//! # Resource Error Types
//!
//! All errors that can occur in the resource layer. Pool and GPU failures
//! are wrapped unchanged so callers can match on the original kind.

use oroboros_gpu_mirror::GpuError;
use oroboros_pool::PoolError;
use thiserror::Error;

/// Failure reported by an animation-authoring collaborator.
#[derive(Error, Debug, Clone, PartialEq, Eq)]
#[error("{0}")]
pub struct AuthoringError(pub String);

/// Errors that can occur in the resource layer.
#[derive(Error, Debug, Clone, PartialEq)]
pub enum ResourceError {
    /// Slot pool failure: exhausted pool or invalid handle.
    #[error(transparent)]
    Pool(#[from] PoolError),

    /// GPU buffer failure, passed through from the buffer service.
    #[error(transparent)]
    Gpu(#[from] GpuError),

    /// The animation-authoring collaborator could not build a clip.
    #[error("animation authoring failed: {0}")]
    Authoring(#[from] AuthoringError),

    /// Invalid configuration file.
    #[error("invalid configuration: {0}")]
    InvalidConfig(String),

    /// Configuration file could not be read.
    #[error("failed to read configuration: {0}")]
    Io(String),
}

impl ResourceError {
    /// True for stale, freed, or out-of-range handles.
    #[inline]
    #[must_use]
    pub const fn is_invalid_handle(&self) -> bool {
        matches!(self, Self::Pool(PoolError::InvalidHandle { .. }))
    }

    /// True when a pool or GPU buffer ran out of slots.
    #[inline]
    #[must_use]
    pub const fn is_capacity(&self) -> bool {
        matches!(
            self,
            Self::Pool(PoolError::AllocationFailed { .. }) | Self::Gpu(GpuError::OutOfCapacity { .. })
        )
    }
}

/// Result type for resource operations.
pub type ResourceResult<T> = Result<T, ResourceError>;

* ABOUT THIS EXERCISE: Each line from the one that holds "or out-of-range handles." to the end of the records above should be transcribed exactly, both ends included.

* SOLUTION FOR THIS PROBLEM:
    /// True for stale, freed, or out-of-range handles.
    #[inline]
    #[must_use]
    pub const fn is_invalid_handle(&self) -> bool {
        matches!(self, Self::Pool(PoolError::InvalidHandle { .. }))
    }

    /// True when a pool or GPU buffer ran out of slots.
    #[inline]
    #[must_use]
    pub const fn is_capacity(&self) -> bool {
        matches!(
            self,
            Self::Pool(PoolError::AllocationFailed { .. }) | Self::Gpu(GpuError::OutOfCapacity { .. })
        )
    }
}

/// Result type for resource operations.
pub type ResourceResult<T> = Result<T, ResourceError>;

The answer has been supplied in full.